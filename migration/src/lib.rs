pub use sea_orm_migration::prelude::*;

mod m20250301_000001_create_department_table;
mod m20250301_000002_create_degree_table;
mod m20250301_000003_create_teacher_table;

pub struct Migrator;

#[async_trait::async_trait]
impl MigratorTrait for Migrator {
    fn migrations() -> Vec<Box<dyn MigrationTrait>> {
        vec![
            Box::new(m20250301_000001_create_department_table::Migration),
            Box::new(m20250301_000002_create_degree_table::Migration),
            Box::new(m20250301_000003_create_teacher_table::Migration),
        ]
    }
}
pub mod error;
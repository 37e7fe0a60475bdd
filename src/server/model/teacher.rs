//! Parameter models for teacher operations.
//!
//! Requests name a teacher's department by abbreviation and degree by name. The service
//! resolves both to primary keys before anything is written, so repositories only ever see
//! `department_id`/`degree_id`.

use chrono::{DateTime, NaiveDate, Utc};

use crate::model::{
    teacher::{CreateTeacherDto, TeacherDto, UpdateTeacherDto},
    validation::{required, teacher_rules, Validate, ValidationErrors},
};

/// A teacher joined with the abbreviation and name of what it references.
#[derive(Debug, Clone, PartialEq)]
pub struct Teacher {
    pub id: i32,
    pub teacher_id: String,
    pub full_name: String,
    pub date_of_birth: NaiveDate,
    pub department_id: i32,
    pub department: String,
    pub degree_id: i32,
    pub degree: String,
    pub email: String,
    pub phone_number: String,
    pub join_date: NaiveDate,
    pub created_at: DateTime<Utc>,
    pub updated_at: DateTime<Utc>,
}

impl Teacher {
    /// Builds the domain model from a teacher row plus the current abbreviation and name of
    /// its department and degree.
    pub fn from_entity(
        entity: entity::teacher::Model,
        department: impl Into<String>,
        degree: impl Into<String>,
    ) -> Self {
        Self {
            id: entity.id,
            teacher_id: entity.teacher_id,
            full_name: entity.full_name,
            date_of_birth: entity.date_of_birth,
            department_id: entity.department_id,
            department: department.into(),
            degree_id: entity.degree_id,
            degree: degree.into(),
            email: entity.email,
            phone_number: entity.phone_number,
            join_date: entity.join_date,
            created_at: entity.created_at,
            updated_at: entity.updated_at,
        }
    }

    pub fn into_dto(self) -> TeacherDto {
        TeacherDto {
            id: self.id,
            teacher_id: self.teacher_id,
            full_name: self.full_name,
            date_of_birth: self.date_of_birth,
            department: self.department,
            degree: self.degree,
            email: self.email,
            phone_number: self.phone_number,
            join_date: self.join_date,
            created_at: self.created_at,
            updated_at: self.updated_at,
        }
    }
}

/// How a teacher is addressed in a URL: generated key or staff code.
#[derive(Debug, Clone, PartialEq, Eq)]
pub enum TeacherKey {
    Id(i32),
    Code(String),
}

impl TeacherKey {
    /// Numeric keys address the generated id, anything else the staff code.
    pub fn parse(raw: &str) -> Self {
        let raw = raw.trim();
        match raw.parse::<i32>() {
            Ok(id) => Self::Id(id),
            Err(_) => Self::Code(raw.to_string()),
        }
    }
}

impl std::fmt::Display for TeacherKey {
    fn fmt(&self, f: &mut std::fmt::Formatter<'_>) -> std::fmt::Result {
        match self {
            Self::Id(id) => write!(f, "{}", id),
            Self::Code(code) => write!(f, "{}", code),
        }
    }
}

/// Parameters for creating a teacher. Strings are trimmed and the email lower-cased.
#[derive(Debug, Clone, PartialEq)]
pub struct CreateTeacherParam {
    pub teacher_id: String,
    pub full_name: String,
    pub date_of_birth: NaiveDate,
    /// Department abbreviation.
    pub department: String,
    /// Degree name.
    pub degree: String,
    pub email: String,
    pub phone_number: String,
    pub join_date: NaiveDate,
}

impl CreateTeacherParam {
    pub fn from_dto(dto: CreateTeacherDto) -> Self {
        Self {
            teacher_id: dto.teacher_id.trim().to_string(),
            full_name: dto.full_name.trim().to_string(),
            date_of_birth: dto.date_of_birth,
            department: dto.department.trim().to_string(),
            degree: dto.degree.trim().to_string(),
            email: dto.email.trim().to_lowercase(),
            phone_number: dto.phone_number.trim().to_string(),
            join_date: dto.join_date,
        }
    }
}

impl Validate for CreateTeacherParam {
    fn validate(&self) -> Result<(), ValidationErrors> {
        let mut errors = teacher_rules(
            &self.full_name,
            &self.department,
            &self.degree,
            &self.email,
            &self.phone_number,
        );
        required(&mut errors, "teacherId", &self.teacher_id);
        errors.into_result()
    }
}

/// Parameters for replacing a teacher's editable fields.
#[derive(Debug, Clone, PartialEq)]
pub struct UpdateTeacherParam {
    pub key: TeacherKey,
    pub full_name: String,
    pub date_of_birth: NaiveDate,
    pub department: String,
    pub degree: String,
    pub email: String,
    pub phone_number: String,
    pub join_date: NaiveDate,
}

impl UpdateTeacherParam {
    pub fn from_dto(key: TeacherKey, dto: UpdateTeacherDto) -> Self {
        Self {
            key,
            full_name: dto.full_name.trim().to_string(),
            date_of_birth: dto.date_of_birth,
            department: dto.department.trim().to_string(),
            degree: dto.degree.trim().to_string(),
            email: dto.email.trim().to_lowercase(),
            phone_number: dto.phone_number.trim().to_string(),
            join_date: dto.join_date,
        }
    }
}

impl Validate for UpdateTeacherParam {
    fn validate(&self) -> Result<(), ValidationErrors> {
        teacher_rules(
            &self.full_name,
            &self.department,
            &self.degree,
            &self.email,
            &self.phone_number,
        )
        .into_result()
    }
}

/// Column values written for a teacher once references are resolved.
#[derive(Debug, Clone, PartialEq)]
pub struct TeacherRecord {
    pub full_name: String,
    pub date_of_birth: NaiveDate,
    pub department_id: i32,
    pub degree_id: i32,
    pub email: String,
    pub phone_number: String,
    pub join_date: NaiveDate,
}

^^^^

Exercise goal> Please copy every line of the material that contains the word "abbreviation".

Written answer>
//! Requests name a teacher's department by abbreviation and degree by name. The service
/// A teacher joined with the abbreviation and name of what it references.
    /// Builds the domain model from a teacher row plus the current abbreviation and name of
    /// Department abbreviation.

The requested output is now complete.